(Stored data entries)
▼
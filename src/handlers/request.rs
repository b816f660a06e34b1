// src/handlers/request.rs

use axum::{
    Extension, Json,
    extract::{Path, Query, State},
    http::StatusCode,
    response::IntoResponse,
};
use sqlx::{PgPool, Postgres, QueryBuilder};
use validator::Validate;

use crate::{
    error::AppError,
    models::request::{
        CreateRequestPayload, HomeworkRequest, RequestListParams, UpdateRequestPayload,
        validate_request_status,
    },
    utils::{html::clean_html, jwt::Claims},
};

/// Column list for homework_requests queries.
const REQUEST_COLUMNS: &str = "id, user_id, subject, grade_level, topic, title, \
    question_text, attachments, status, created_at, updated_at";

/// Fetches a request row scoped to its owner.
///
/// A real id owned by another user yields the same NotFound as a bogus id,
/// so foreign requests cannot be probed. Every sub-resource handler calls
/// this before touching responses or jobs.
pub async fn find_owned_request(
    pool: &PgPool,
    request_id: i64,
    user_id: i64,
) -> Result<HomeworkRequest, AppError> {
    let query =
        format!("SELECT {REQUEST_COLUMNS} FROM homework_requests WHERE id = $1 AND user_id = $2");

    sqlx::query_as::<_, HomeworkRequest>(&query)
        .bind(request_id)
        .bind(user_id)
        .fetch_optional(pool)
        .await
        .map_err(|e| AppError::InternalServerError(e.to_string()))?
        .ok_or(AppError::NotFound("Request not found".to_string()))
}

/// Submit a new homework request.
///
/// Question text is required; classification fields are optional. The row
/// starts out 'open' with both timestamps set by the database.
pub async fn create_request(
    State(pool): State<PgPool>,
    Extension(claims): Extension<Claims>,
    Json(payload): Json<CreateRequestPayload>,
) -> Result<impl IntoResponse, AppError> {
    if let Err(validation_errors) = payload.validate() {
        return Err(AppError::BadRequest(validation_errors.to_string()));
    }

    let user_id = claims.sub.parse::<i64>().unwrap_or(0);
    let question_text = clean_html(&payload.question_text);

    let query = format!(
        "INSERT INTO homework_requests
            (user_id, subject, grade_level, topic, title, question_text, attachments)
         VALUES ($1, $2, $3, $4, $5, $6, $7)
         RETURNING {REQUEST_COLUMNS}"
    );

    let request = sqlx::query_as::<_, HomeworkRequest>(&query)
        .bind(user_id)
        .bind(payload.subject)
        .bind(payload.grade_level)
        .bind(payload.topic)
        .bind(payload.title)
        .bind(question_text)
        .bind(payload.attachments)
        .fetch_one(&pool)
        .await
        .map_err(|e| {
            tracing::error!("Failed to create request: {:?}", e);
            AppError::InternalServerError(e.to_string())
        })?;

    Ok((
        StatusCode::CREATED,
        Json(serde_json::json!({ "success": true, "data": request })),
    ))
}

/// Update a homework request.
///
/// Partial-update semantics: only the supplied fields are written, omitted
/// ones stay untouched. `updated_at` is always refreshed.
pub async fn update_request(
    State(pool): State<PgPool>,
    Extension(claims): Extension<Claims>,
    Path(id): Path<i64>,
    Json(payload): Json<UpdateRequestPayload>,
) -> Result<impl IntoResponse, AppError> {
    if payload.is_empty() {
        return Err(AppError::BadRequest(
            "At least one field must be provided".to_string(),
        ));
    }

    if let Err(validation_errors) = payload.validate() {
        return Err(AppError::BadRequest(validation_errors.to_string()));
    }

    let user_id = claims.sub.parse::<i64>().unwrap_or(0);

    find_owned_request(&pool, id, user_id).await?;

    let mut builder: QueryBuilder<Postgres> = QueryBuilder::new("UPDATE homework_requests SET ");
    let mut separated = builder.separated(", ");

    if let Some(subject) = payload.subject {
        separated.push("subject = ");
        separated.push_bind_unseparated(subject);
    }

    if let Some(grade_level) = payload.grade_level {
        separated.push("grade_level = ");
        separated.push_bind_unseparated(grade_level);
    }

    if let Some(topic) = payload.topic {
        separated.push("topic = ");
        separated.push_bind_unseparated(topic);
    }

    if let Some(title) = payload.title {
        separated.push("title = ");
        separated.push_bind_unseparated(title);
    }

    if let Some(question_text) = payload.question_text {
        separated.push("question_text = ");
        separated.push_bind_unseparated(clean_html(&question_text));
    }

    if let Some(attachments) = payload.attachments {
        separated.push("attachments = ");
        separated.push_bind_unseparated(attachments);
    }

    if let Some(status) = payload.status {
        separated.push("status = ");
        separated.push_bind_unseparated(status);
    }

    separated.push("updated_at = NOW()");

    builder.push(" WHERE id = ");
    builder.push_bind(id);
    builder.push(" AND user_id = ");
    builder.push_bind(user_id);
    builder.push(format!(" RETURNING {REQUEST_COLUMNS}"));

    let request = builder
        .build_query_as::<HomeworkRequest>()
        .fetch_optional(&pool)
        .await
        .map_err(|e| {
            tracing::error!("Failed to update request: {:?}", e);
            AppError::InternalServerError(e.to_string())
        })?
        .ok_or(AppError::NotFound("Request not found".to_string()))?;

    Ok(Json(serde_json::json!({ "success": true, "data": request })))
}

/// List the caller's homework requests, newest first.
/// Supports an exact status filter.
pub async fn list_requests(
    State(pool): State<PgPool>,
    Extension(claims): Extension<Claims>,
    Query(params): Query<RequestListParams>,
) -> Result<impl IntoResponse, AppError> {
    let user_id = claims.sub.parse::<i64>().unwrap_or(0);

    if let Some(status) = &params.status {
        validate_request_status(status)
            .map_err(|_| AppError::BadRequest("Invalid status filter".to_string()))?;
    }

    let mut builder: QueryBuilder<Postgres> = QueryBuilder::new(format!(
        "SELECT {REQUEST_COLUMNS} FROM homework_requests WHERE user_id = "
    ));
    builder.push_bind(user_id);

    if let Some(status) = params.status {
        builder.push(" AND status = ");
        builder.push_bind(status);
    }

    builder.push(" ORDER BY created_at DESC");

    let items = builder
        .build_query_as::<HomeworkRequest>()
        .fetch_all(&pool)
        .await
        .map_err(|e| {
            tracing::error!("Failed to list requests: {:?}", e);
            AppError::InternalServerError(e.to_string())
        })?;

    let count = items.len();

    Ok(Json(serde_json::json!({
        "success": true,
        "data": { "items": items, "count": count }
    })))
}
▲
*To do*:
Search the entries for the word "Some". Copy each line where it appears.

*Task output*:
    if let Some(subject) = payload.subject {
    if let Some(grade_level) = payload.grade_level {
    if let Some(topic) = payload.topic {
    if let Some(title) = payload.title {
    if let Some(question_text) = payload.question_text {
    if let Some(attachments) = payload.attachments {
    if let Some(status) = payload.status {
    if let Some(status) = &params.status {
    if let Some(status) = params.status {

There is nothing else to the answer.